There is a simple reason for this: as I understand it, not a single individual or business in the sector was consulted in drawing up the Impact Assessment.

The Regulatory Policy Committee, which has the job of scrutinising Impact Assessments before they can be adopted, has passed this one as fit for purpose but noted: "The IA acknowledges that the proposal is likely to create additional costs for some UK businesses, particularly those that copy designs without licences. Given that no attempt has been made to monetise the additional costs and benefits of the proposal, on grounds of proportionality and lack of data, the IA should provide a more detailed qualitative assessment of the likely overall net impact on the UK economy."

So you have a minister who signs off a report as "a fair and reasonable view of the expected costs, benefits and impact of the policy" when the reviewing committee of that report concludes that "no attempt has been made to monetise" those costs or their impact.

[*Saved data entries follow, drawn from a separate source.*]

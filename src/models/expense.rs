use bigdecimal::BigDecimal;
use chrono::NaiveDate;
use serde::{Deserialize, Serialize};

/// A decoded row of the expenses sheet
#[derive(Debug, Clone, PartialEq, Serialize, Deserialize)]
pub struct Expense {
    /// Batch-local sequence number, only meaningful within one fetch
    pub id: u32,
    /// Stable key column; `None` for rows written before keys existed
    pub key: Option<String>,
    /// `None` when the sheet value is not a `DD/MM/YYYY` date
    pub date: Option<NaiveDate>,
    pub category: String,
    /// `None` when the sheet value is not a number
    pub amount: Option<BigDecimal>,
    pub who: String,
    #[serde(default)]
    pub description: String,
}

impl Expense {
    /// Whether this row matches a caller-supplied delete key.
    /// Keyless rows fall back to their description.
    pub fn matches_key(&self, key: &str) -> bool {
        match &self.key {
            Some(k) => k == key,
            None => !self.description.is_empty() && self.description == key,
        }
    }
}

/// POST /expense body, as sent by the form
#[derive(Debug, Clone, Default, Serialize, Deserialize)]
pub struct NewExpenseRequest {
    /// ISO `YYYY-MM-DD`
    pub date: Option<String>,
    pub who: Option<String>,
    pub category: Option<String>,
    pub amount: Option<BigDecimal>,
    pub what: Option<String>,
}

/// A validated expense ready to be encoded into a row
#[derive(Debug, Clone, PartialEq)]
pub struct NewExpense {
    pub key: String,
    pub date: NaiveDate,
    pub category: String,
    pub amount: BigDecimal,
    pub who: String,
    pub description: String,
}
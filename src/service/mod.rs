pub mod aggregator;
pub mod ledger;

pub use ledger::LedgerService;
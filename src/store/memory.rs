use super::{Row, RowStore, SheetRange};
use crate::error::{ApiError, Result};
use async_trait::async_trait;
use dashmap::DashMap;

/// In-process row store keyed by range name
#[derive(Debug, Default)]
pub struct MemoryRowStore {
    ranges: DashMap<String, Vec<Row>>,
}

impl MemoryRowStore {
    pub fn new() -> Self {
        Self::default()
    }

    /// Replaces the contents of a range
    pub fn seed(&self, range: &SheetRange, rows: Vec<Row>) {
        self.ranges.insert(range.name.clone(), rows);
    }

    pub fn row_count(&self, range: &SheetRange) -> usize {
        self.ranges.get(&range.name).map(|r| r.len()).unwrap_or(0)
    }
}

#[async_trait]
impl RowStore for MemoryRowStore {
    async fn list_rows(&self, range: &SheetRange) -> Result<Vec<Row>> {
        Ok(self
            .ranges
            .get(&range.name)
            .map(|rows| rows.clone())
            .unwrap_or_default())
    }

    async fn append_row(&self, range: &SheetRange, row: Row) -> Result<()> {
        self.ranges.entry(range.name.clone()).or_default().push(row);
        Ok(())
    }

    async fn delete_row(&self, range: &SheetRange, row_index: usize) -> Result<()> {
        let mut rows = self
            .ranges
            .get_mut(&range.name)
            .ok_or_else(|| ApiError::Upstream(format!("range {} does not exist", range.name)))?;
        if row_index >= rows.len() {
            return Err(ApiError::Upstream(format!(
                "row {} out of bounds for {} ({} rows)",
                row_index,
                range.name,
                rows.len()
            )));
        }
        rows.remove(row_index);
        Ok(())
    }
}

Bear in mind, also, that the Impact Assessment acknowledges the pre-eminence of the replica furniture industry in considering this law change, which in my mind would make them the very 'stakeholders' that should be consulted under the Government's guidelines, even at the minimum requirement level of proportionality.

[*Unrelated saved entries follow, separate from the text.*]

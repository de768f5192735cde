pub mod api;
pub mod client;
pub mod codec;
pub mod config;
pub mod error;
pub mod models;
pub mod service;
pub mod store;

pub use api::create_router;
pub use client::BufiClient;
pub use config::AppConfig;
pub use error::{ApiError, Result};
pub use service::LedgerService;
pub use store::{CsvRowStore, MemoryRowStore, RowStore, SheetRange, SheetsRowStore};
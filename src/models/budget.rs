use bigdecimal::BigDecimal;
use serde::{Deserialize, Serialize};

/// An expense-class row of the budget sheet
#[derive(Debug, Clone, PartialEq, Serialize, Deserialize)]
pub struct BudgetLine {
    pub category: String,
    /// Always non-negative
    pub limit: BigDecimal,
    /// `None` when the sheet value is not a number; kept for display, left out of totals
    pub spent: Option<BigDecimal>,
}

/// An income-class row of the budget sheet
#[derive(Debug, Clone, PartialEq, Serialize, Deserialize)]
pub struct IncomeLine {
    pub category: String,
    /// Always non-negative
    pub limit: BigDecimal,
}

/// A decoded budget row. Every row is exactly one of these.
#[derive(Debug, Clone, PartialEq)]
pub enum BudgetRow {
    Income(IncomeLine),
    Expense(BudgetLine),
}

/// Budget derived from one fetch of the budget sheet
#[derive(Debug, Clone, PartialEq, Default)]
pub struct BudgetView {
    pub budget_lines: Vec<BudgetLine>,
    pub income: Vec<IncomeLine>,
    pub total_income: BigDecimal,
    pub total_expense: BigDecimal,
}

/// Display tier of a budget line
#[derive(Debug, Clone, Copy, PartialEq, Eq, Hash, Serialize, Deserialize)]
#[serde(rename_all = "kebab-case")]
pub enum Severity {
    OnTrack,
    Watch,
    Warning,
    Over,
}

Yet the first these firms were aware of the Repeal of Section 52, let alone had contact with Whitehall over the issue, was after the Impact Assessment had already been signed off.

Apparently, the lack of a recognised trade body had made it impossible for the IPO to contact the industry.

Tell you what, though, tap the words "Replica" and "Furniture" into Google and in two or three seconds the names of those companies will appear on your computer screen. Then it's just a matter of a quick phone call.

Proportionality? Rigour?

My old head teachers and those maiden aunts would have something to say about all this.

A "full description of costs and benefits" is deemed by the Government's guidelines to be "a minimum requirement" and should apply "in all cases".

A detailed report on those costs, commissioned independently by the replica furniture industry, now exists. Let's see how much their impact is taken into consideration under the orders of the Regulatory Policy Committee in determining the terms of the transitional period set aside for firms to adapt once the legislation passes into law.

Hopefully they will do a better job than they have done with the Artist's Resale Right.

You guessed it, it's the same bunch.